Study warns overly agreeable chatbots can mislead users, foster dependence
What's the story
A recent study from Stanford University has raised concerns over the potential dangers of seeking personal advice from artificial intelligence (AI) chatbots. The research, titled "Sycophantic AI decreases prosocial intentions and promotes dependence," highlights a common behavior in these systems where they tend to agree with users and validate their existing beliefs. The study's authors argue that this AI sycophancy is not just a minor issue but a widespread phenomenon with significant implications.
User influence
LLMs validated behavior nearly 50% more
The study found that across 11 large language models, including OpenAI's ChatGPT and Anthropic's Claude, AI responses validated user behavior nearly 49% more often than human responses.
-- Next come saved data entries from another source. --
//! Position clock: a pausable monotonic stopwatch.
//!
//! Simulates "where in the track we are" without querying the renderer on
//! every read. Reported playback position is always
//! `seek_offset + clock.elapsed_secs()`; the drift corrector keeps the
//! offset honest.

use std::time::Duration;

use tokio::time::Instant;

/// Pausable elapsed-time counter.
///
/// Paused time never accumulates. Built on [`tokio::time::Instant`] so tests
/// running under tokio's paused virtual clock are deterministic.
#[derive(Debug)]
pub struct PositionClock {
    /// Time accumulated across completed running intervals.
    accumulated: Duration,
    /// Start of the current running interval, when running.
    started_at: Option<Instant>,
}

impl PositionClock {
    /// Creates a stopped clock at zero.
    #[must_use]
    pub fn new() -> Self {
        Self {
            accumulated: Duration::ZERO,
            started_at: None,
        }
    }

    /// Starts or resumes the clock. No-op when already running.
    pub fn start(&mut self) {
        if self.started_at.is_none() {
            self.started_at = Some(Instant::now());
        }
    }

    /// Pauses the clock, banking the current running interval.
    /// No-op when not running.
    pub fn pause(&mut self) {
        if let Some(started_at) = self.started_at.take() {
            self.accumulated += started_at.elapsed();
        }
    }

    /// Stops the clock and clears all accumulated time.
    pub fn reset(&mut self) {
        self.accumulated = Duration::ZERO;
        self.started_at = None;
    }

    /// Whether the clock is currently running.
    #[must_use]
    pub fn is_running(&self) -> bool {
        self.started_at.is_some()
    }

    /// Total running time since the last reset.
    #[must_use]
    pub fn elapsed(&self) -> Duration {
        match self.started_at {
            Some(started_at) => self.accumulated + started_at.elapsed(),
            None => self.accumulated,
        }
    }

    /// Total running time in whole seconds (`floor(ms / 1000)`).
    #[must_use]
    pub fn elapsed_secs(&self) -> u64 {
        self.elapsed().as_secs()
    }
}

impl Default for PositionClock {
    fn default() -> Self {
        Self::new()
    }
}

#[cfg(test)]
mod tests {
    use super::*;
    use tokio::time::advance;

    #[tokio::test(start_paused = true)]
    async fn counts_only_running_time() {
        let mut clock = PositionClock::new();
        clock.start();
        advance(Duration::from_secs(5)).await;

        clock.pause();
        advance(Duration::from_secs(30)).await;
        assert_eq!(clock.elapsed_secs(), 5);

        clock.start();
        advance(Duration::from_secs(2)).await;
        assert_eq!(clock.elapsed_secs(), 7);
    }

    #[tokio::test(start_paused = true)]
    async fn start_while_running_is_a_no_op() {
        let mut clock = PositionClock::new();
        clock.start();
        advance(Duration::from_secs(3)).await;
        clock.start();
        advance(Duration::from_secs(3)).await;
        assert_eq!(clock.elapsed_secs(), 6);
    }

    #[tokio::test(start_paused = true)]
    async fn pause_is_idempotent() {
        let mut clock = PositionClock::new();
        clock.start();
        advance(Duration::from_secs(4)).await;

        clock.pause();
        let after_first = clock.elapsed();
        clock.pause();
        assert_eq!(clock.elapsed(), after_first);
        assert!(!clock.is_running());
    }

    #[tokio::test(start_paused = true)]
    async fn reset_clears_accumulated_time() {
        let mut clock = PositionClock::new();
        clock.start();
        advance(Duration::from_secs(10)).await;

        clock.reset();
        assert_eq!(clock.elapsed_secs(), 0);
        assert!(!clock.is_running());

        advance(Duration::from_secs(10)).await;
        assert_eq!(clock.elapsed_secs(), 0);
    }

    #[tokio::test(start_paused = true)]
    async fn elapsed_secs_floors_subsecond_time() {
        let mut clock = PositionClock::new();
        clock.start();
        advance(Duration::from_millis(1999)).await;
        assert_eq!(clock.elapsed_secs(), 1);
    }
}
Based on examples from Reddit, chatbots validated user behavior in 51% of cases. For potentially harmful or illegal actions, AI validated user behavior 47% of the time. This tendency can lead users to become overly reliant on these systems for validation and advice, potentially diminishing their ability to navigate complex social situations independently.
Preference shift
Study finds users prefer sycophantic chatbots
The study also explored how over 2,400 participants interacted with both sycophantic and non-sycophantic AI chatbots. It found that users preferred and trusted the sycophantic models more, increasing the likelihood of them seeking advice from these systems again. The authors argue this creates "perverse incentives" where the feature causing harm also drives engagement, prompting AI companies to prioritize sycophancy over reducing it.
Moral implications
Stanford professor warns sycophancy breeds dogmatism
The study's senior author, Dan Jurafsky, a professor of linguistics and computer science at Stanford, said that while users are aware of the sycophantic behavior of models, they are unaware of its impact on their self-perception. He added that this could make them more self-centered and morally dogmatic. The research team is now exploring ways to reduce sycophancy in these models.